Flight crash mystery: Robots find Air France flight recorder but key memory part missing

The crash of Air France Flight 447 remains a mystery, but clues are being found

air france crash debris
Hopes that the ongoing undersea search of the Air France Flight 447 wreckage had yielded one of the key items investigators were looking for - the flight data recorder - were set back this week as the robot subs scouring the ocean floor found the box only to find its memory part missing.

The French investigation unit Bureau d'Enquêtes et d'Analyses (BEA) managing the search said the chassis of the airplane's Flight Data Recorder  was found, though without the Crash Survivable Memory Unit  that contains the data. It was surrounded by debris from other parts of the airplane.  The box that records in-flight pilot conversations has not been found yet.

More: Underwater robots find airline wreckage, bodies

The BEA said it is searching for the memory unit as well as the other black box. It noted that new parts have been identified, such as the Auxiliary Power Unit which is located at the aft of the airplane. The forward and aft parts of the airplane are broken apart and mixed up, which means that a time-consuming systematic search is required, the BEA said.

Crash victim bodies to have been found but recovery operations won't likely take place until the black boxes are located and brought up.

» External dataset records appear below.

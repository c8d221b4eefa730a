//! Sounding geometry: project each beam's travel time and steering angles
//! into depth and across/alongtrack distances, anchored to the sensor
//! channels interpolated at ping time.

use codec::sonar::BathymetryProcessed;
use log::debug;
use thiserror::Error;
use timeseries::{SensorStore, SeriesError};

use crate::quality::{classify, has_detection, BeamClass};
use crate::Ping;

/// Fallback water sound speed when neither the settings record nor any
/// environmental frame supplied one.
pub const DEFAULT_SOUND_SPEED: f64 = 1500.0;

/// Travel-time correction for a contiguous beam span, in seconds.
#[derive(Debug, Clone, Copy, PartialEq)]
pub struct RangeOffset {
    pub start_beam: usize,
    pub end_beam: usize,
    pub offset_secs: f64,
}

impl RangeOffset {
    pub fn applies_to(&self, beam: usize) -> bool {
        beam >= self.start_beam && beam <= self.end_beam
    }
}

#[derive(Debug, Clone, Default)]
pub struct ResolveConfig {
    /// Added to every ping time before sensor interpolation, seconds.
    pub time_lag: f64,
    /// Sensor mounting offsets (alongtrack, acrosstrack) in meters,
    /// converted to a depth correction through pitch and roll.
    pub sonar_depth_offset: (f64, f64),
    pub range_offsets: Vec<RangeOffset>,
}

#[derive(Debug, Error)]
pub enum ResolveError {
    /// The sensor record streams do not cover this ping's time, so no
    /// trustworthy geometry exists for it.
    #[error("ping {ping_number}: sensor data does not cover ping time {time:.3}")]
    Unintelligible { ping_number: u32, time: f64 },

    /// No beam-geometry record has been seen yet.
    #[error("ping {ping_number}: no receiver beam geometry available")]
    MissingGeometry { ping_number: u32 },
}

/// One projected sounding.
#[derive(Debug, Clone, Copy, PartialEq)]
pub struct ResolvedBeam {
    pub class: BeamClass,
    pub quality: u8,
    /// Two-way travel time after range offsets, seconds.
    pub range_secs: f64,
    /// Meters below the surface (sonar depth included).
    pub depth: f64,
    pub acrosstrack: f64,
    pub alongtrack: f64,
    /// Takeoff angle from vertical, radians.
    pub pointing_angle: f64,
    /// Azimuth of the takeoff direction, radians.
    pub azimuth_angle: f64,
}

/// A ping with its platform state fixed and every beam projected.
#[derive(Debug, Clone)]
pub struct ResolvedPing {
    pub ping_number: u32,
    pub multi_ping: u16,
    pub time_d: f64,
    /// Radians, positive east.
    pub longitude: f64,
    /// Radians, positive north.
    pub latitude: f64,
    /// Radians.
    pub heading: f64,
    pub speed: f64,
    pub sonar_depth: f64,
    pub altitude: f64,
    pub roll: f64,
    pub pitch: f64,
    pub heave: f64,
    pub sound_speed: f64,
    pub beams: Vec<ResolvedBeam>,
}

impl ResolvedPing {
    /// Folds the resolved state back into the per-beam optional block of a
    /// bathymetry record.
    pub fn to_processed(&self, frequency: f32) -> BathymetryProcessed {
        let mut p = BathymetryProcessed {
            frequency,
            latitude: self.latitude,
            longitude: self.longitude,
            heading: self.heading as f32,
            roll: self.roll as f32,
            pitch: self.pitch as f32,
            heave: self.heave as f32,
            vehicle_height: -self.sonar_depth as f32,
            ..Default::default()
        };
        for b in &self.beams {
            p.depth.push(b.depth as f32);
            p.alongtrack.push(b.alongtrack as f32);
            p.acrosstrack.push(b.acrosstrack as f32);
            p.pointing_angle.push(b.pointing_angle as f32);
            p.azimuth_angle.push(b.azimuth_angle as f32);
        }
        p
    }
}

/// Converts a beam direction given as rotations in the pitch plane
/// (`alpha`) and roll plane (`beta`, 90 degrees = straight down) into a
/// takeoff angle from vertical and an azimuth, both in radians.
pub fn rollpitch_to_takeoff(alpha: f64, beta: f64) -> (f64, f64) {
    let theta = (alpha.cos() * beta.sin()).clamp(-1.0, 1.0).acos();
    let phi = if theta == 0.0 {
        0.0
    } else {
        alpha.sin().atan2(alpha.cos() * beta.cos())
    };
    (theta, phi)
}

fn required(
    value: Result<f64, SeriesError>,
    ping_number: u32,
    time: f64,
) -> Result<f64, ResolveError> {
    value.map_err(|_| ResolveError::Unintelligible { ping_number, time })
}

/// Interpolates the platform state at ping time and projects every beam
/// with a usable detection. Channels that may legitimately be absent
/// (altitude, speed, heave) fall back to zero; position, heading,
/// attitude, and sensor depth are mandatory.
pub fn resolve(
    ping: &Ping,
    store: &SensorStore,
    config: &ResolveConfig,
) -> Result<ResolvedPing, ResolveError> {
    let ping_number = ping.key.ping_number;
    let time = ping.time_d + config.time_lag;

    let geometry = ping
        .geometry
        .as_ref()
        .ok_or(ResolveError::MissingGeometry { ping_number })?;

    let longitude = required(store.longitude.interpolate(time), ping_number, time)?;
    let latitude = required(store.latitude.interpolate(time), ping_number, time)?;
    let heading = required(store.heading.interpolate(time), ping_number, time)?;
    let roll = required(store.roll.interpolate(time), ping_number, time)?;
    let pitch = required(store.pitch.interpolate(time), ping_number, time)?;
    let mut sonar_depth = required(store.sonar_depth.interpolate(time), ping_number, time)?;
    let altitude = store.altitude.interpolate(time).unwrap_or(0.0);
    let speed = store.speed.interpolate(time).unwrap_or(0.0);
    let heave = store.heave.interpolate(time).unwrap_or(0.0);

    // Mounting offsets become a depth correction through the current
    // attitude.
    let (off_x, off_y) = config.sonar_depth_offset;
    sonar_depth += off_x * pitch.sin() + off_y * roll.sin();

    let sound_speed = ping
        .settings
        .as_ref()
        .map(|s| s.sound_velocity as f64)
        .filter(|&c| c > 0.0)
        .or_else(|| store.sound_speed.interpolate(time).ok().filter(|&c| c > 0.0))
        .unwrap_or(DEFAULT_SOUND_SPEED);

    let bath = &ping.bathymetry;
    let nbeams = bath.number_beams().min(geometry.number_beams());
    let mut beams = Vec::with_capacity(nbeams);
    for i in 0..nbeams {
        let quality = bath.quality[i];
        let mut range = bath.range[i] as f64;
        for off in &config.range_offsets {
            if off.applies_to(i) {
                range += off.offset_secs;
            }
        }
        if !has_detection(quality) || range <= 0.0 {
            beams.push(ResolvedBeam {
                class: BeamClass::Null,
                quality,
                range_secs: range,
                depth: 0.0,
                acrosstrack: 0.0,
                alongtrack: 0.0,
                pointing_angle: 0.0,
                azimuth_angle: 0.0,
            });
            continue;
        }

        let alpha = geometry.angle_alongtrack[i] as f64 + pitch;
        let beta = std::f64::consts::FRAC_PI_2 - (geometry.angle_acrosstrack[i] as f64 - roll);
        let (theta, phi) = rollpitch_to_takeoff(alpha, beta);
        let rr = 0.5 * sound_speed * range;
        let xx = rr * theta.sin();
        let zz = rr * theta.cos();
        beams.push(ResolvedBeam {
            class: classify(quality),
            quality,
            range_secs: range,
            depth: zz + sonar_depth,
            acrosstrack: xx * phi.cos(),
            alongtrack: xx * phi.sin(),
            pointing_angle: theta,
            azimuth_angle: phi,
        });
    }
    debug!(
        "ping {ping_number} resolved: {} beams, c = {sound_speed:.1} m/s",
        beams.len()
    );

    Ok(ResolvedPing {
        ping_number,
        multi_ping: ping.key.multi_ping,
        time_d: ping.time_d,
        longitude,
        latitude,
        heading,
        speed,
        sonar_depth,
        altitude,
        roll,
        pitch,
        heave,
        sound_speed,
        beams,
    })
}

#[cfg(test)]
mod tests {
    use super::*;
    use codec::header::{RecordHeader, RECID_BATHYMETRY};
    use codec::sonar::{Bathymetry, BeamGeometry};
    use crate::{Ping, PingKey};

    fn flat_store(t0: f64, t1: f64) -> SensorStore {
        let mut store = SensorStore::new();
        for (t, v) in [(t0, 0.0), (t1, 0.0)] {
            store.push_nav(t, 0.5 + v, 0.25);
            store.heading.push(t, 0.0);
            store.sonar_depth.push(t, 100.0);
            store.push_attitude(t, 0.0, 0.0, 0.0);
        }
        store
    }

    fn vertical_ping(range_secs: f32) -> Ping {
        let mut header = RecordHeader::new(RECID_BATHYMETRY);
        header.version = 5;
        Ping {
            key: PingKey {
                ping_number: 1,
                multi_ping: 0,
            },
            time_d: 50.0,
            header,
            settings: None,
            geometry: Some(BeamGeometry {
                serial_number: 0,
                angle_alongtrack: vec![0.0],
                angle_acrosstrack: vec![0.0],
                beamwidth_alongtrack: vec![0.02],
                beamwidth_acrosstrack: vec![0.02],
            }),
            bathymetry: Bathymetry {
                range: vec![range_secs],
                quality: vec![0x2F],
                intensity: vec![0.0],
                ..Default::default()
            },
            backscatter: None,
            beam_data: None,
            degraded: false,
        }
    }

    #[test]
    fn nadir_beam_projects_straight_down() {
        let store = flat_store(0.0, 100.0);
        let ping = vertical_ping(1.0);
        let resolved = resolve(&ping, &store, &ResolveConfig::default()).unwrap();
        let b = &resolved.beams[0];
        // 1 s two-way at 1500 m/s is 750 m of water below a 100 m deep sensor.
        assert!((b.depth - 850.0).abs() < 1e-6);
        assert!(b.acrosstrack.abs() < 1e-6);
        assert!(b.alongtrack.abs() < 1e-6);
        assert_eq!(b.class, BeamClass::Good);
    }

    #[test]
    fn roll_tilts_the_nadir_beam() {
        let mut store = flat_store(0.0, 100.0);
        store.roll = timeseries::TimeSeries::new("roll");
        store.roll.push(0.0, 0.1);
        store.roll.push(100.0, 0.1);
        let ping = vertical_ping(1.0);
        let resolved = resolve(&ping, &store, &ResolveConfig::default()).unwrap();
        let b = &resolved.beams[0];
        assert!((b.pointing_angle - 0.1).abs() < 1e-9);
        assert!(b.acrosstrack > 70.0, "acrosstrack = {}", b.acrosstrack);
    }

    #[test]
    fn range_offsets_shift_travel_time() {
        let store = flat_store(0.0, 100.0);
        let ping = vertical_ping(1.0);
        let config = ResolveConfig {
            range_offsets: vec![RangeOffset {
                start_beam: 0,
                end_beam: 0,
                offset_secs: 1.0,
            }],
            ..Default::default()
        };
        let resolved = resolve(&ping, &store, &config).unwrap();
        assert!((resolved.beams[0].depth - 1600.0).abs() < 1e-6);
    }

    #[test]
    fn out_of_coverage_ping_is_unintelligible() {
        let store = flat_store(0.0, 10.0);
        let ping = vertical_ping(1.0); // time 50.0, past coverage
        assert!(matches!(
            resolve(&ping, &store, &ResolveConfig::default()),
            Err(ResolveError::Unintelligible { ping_number: 1, .. })
        ));
    }

    #[test]
    fn takeoff_transform_identities() {
        let (theta, _) = rollpitch_to_takeoff(0.0, std::f64::consts::FRAC_PI_2);
        assert!(theta.abs() < 1e-12);
        let (theta, phi) = rollpitch_to_takeoff(0.0, std::f64::consts::FRAC_PI_2 - 0.3);
        assert!((theta - 0.3).abs() < 1e-12);
        assert!(phi.abs() < 1e-12);
    }
}
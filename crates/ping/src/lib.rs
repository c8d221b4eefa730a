//! Ping assembly and per-beam resolution.
//!
//! A single sonar ping is spread over several records in the stream: a
//! settings record, a bathymetry record, and optionally backscatter and
//! snippet records, all stamped with the same `(ping_number, multi_ping)`
//! key. [`PingAssembler`] folds the stream back into whole [`Ping`]s;
//! [`geometry::resolve`] turns a ping plus interpolated sensor state into
//! projected soundings; [`quality`] normalizes the era-dependent per-beam
//! quality bytes.

pub mod geometry;
pub mod quality;

use codec::header::RecordHeader;
use codec::sonar::{Backscatter, Bathymetry, BeamData, BeamGeometry, SonarSettings};
use codec::{Record, RecordBody};
use log::warn;

pub use geometry::{
    resolve, rollpitch_to_takeoff, RangeOffset, ResolveConfig, ResolveError, ResolvedBeam,
    ResolvedPing, DEFAULT_SOUND_SPEED,
};
pub use quality::{classify, detect_class, remap_quality, BeamClass, DetectClass};

/// Identity of one ping. `multi_ping` separates the pings of a multi-ping
/// cycle sharing a ping number.
#[derive(Debug, Clone, Copy, PartialEq, Eq, Hash)]
pub struct PingKey {
    pub ping_number: u32,
    pub multi_ping: u16,
}

/// One assembled ping: the bathymetry record that anchors it plus whatever
/// companion records arrived under the same key.
#[derive(Debug, Clone)]
pub struct Ping {
    pub key: PingKey,
    /// Header timestamp of the bathymetry record, epoch seconds.
    pub time_d: f64,
    /// Frame header of the bathymetry record.
    pub header: RecordHeader,
    pub settings: Option<SonarSettings>,
    pub geometry: Option<BeamGeometry>,
    pub bathymetry: Bathymetry,
    pub backscatter: Option<Backscatter>,
    pub beam_data: Option<BeamData>,
    /// Set when companion records disagree on the beam count; the ping is
    /// still usable, the mismatched parts just cannot be trusted per-beam.
    pub degraded: bool,
}

/// Stream-order ping assembler. Feed every record through [`ingest`];
/// completed pings come back as soon as the stream moves on to the next
/// ping key. [`finish`] flushes the last open ping.
///
/// [`ingest`]: PingAssembler::ingest
/// [`finish`]: PingAssembler::finish
#[derive(Debug, Default)]
pub struct PingAssembler {
    latest_settings: Option<SonarSettings>,
    latest_geometry: Option<BeamGeometry>,
    open: Option<Ping>,
}

impl PingAssembler {
    pub fn new() -> Self {
        Self::default()
    }

    /// Consumes one record. Returns a completed ping when `record` starts
    /// a new one.
    pub fn ingest(&mut self, record: &Record) -> Option<Ping> {
        match &record.body {
            RecordBody::SonarSettings(s) => {
                self.latest_settings = Some(s.clone());
                None
            }
            RecordBody::BeamGeometry(g) => {
                self.latest_geometry = Some(g.clone());
                None
            }
            RecordBody::Bathymetry(b) => {
                let key = PingKey {
                    ping_number: b.ping_number,
                    multi_ping: b.multi_ping,
                };
                let mut ping = Ping {
                    key,
                    time_d: record.header.time.to_epoch_seconds(),
                    header: record.header.clone(),
                    settings: self.latest_settings.clone(),
                    geometry: self.latest_geometry.clone(),
                    bathymetry: b.clone(),
                    backscatter: None,
                    beam_data: None,
                    degraded: false,
                };
                if let Some(g) = &ping.geometry {
                    if g.number_beams() != b.number_beams() {
                        warn!(
                            "ping {}: geometry has {} beams, bathymetry {}",
                            key.ping_number,
                            g.number_beams(),
                            b.number_beams()
                        );
                        ping.degraded = true;
                    }
                }
                self.open.replace(ping)
            }
            RecordBody::Backscatter(bs) => {
                self.attach(bs.ping_number, bs.multi_ping, |ping| {
                    ping.backscatter = Some(bs.clone());
                    false
                });
                None
            }
            RecordBody::BeamData(bd) => {
                self.attach(bd.ping_number, bd.multi_ping, |ping| {
                    let mismatch = bd.number_beams() != ping.bathymetry.number_beams();
                    ping.beam_data = Some(bd.clone());
                    mismatch
                });
                None
            }
            _ => None,
        }
    }

    /// Attaches a companion record to the open ping when the keys agree.
    /// `apply` returns whether the attachment degrades the ping.
    fn attach<F>(&mut self, ping_number: u32, multi_ping: u16, apply: F)
    where
        F: FnOnce(&mut Ping) -> bool,
    {
        let key = PingKey {
            ping_number,
            multi_ping,
        };
        match self.open.as_mut() {
            Some(ping) if ping.key == key => {
                if apply(ping) {
                    warn!("ping {}: companion record beam count mismatch", ping_number);
                    ping.degraded = true;
                }
            }
            _ => {
                warn!("dropping companion record for unknown ping {ping_number}");
            }
        }
    }

    /// Flushes the final open ping at end of stream.
    pub fn finish(&mut self) -> Option<Ping> {
        self.open.take()
    }
}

Robotic subs from the Woods Hole Oceanographic Institution (WHOI) are at the heart of the search investigators hope will go a long way towards solving the mystery of exactly why the plane crashed. The Air France plane was flying from Rio de Jeneiro to Paris, when it crashed into the ocean on June 1, 2009 taking with it 228 people.  Searchers had been unable to locate the aircraft in three attempts since then.

According to WHOI, the three REMUS 6000 autonomous undersea vehicles it is using in the search are designed to operate in depths up to 6,000 meters (19,685 feet or 3.73 miles). As each vehicle covers an area in a "mowing" pattern, it employs side-scan sonar to survey up to 600 meters to its left and right. Capable of staying underwater for up to 20 hours at a time, REMUS then returns to the ship, where scientists download its data. If the data contains evidence of any debris or other items of interest undersea, a REMUS 6000 will be dispatched to gather more detailed, up-close images using high-resolution cameras located on the bottom of the vehicle, the group stated.

BEA continues to update its Website about the progress of the search.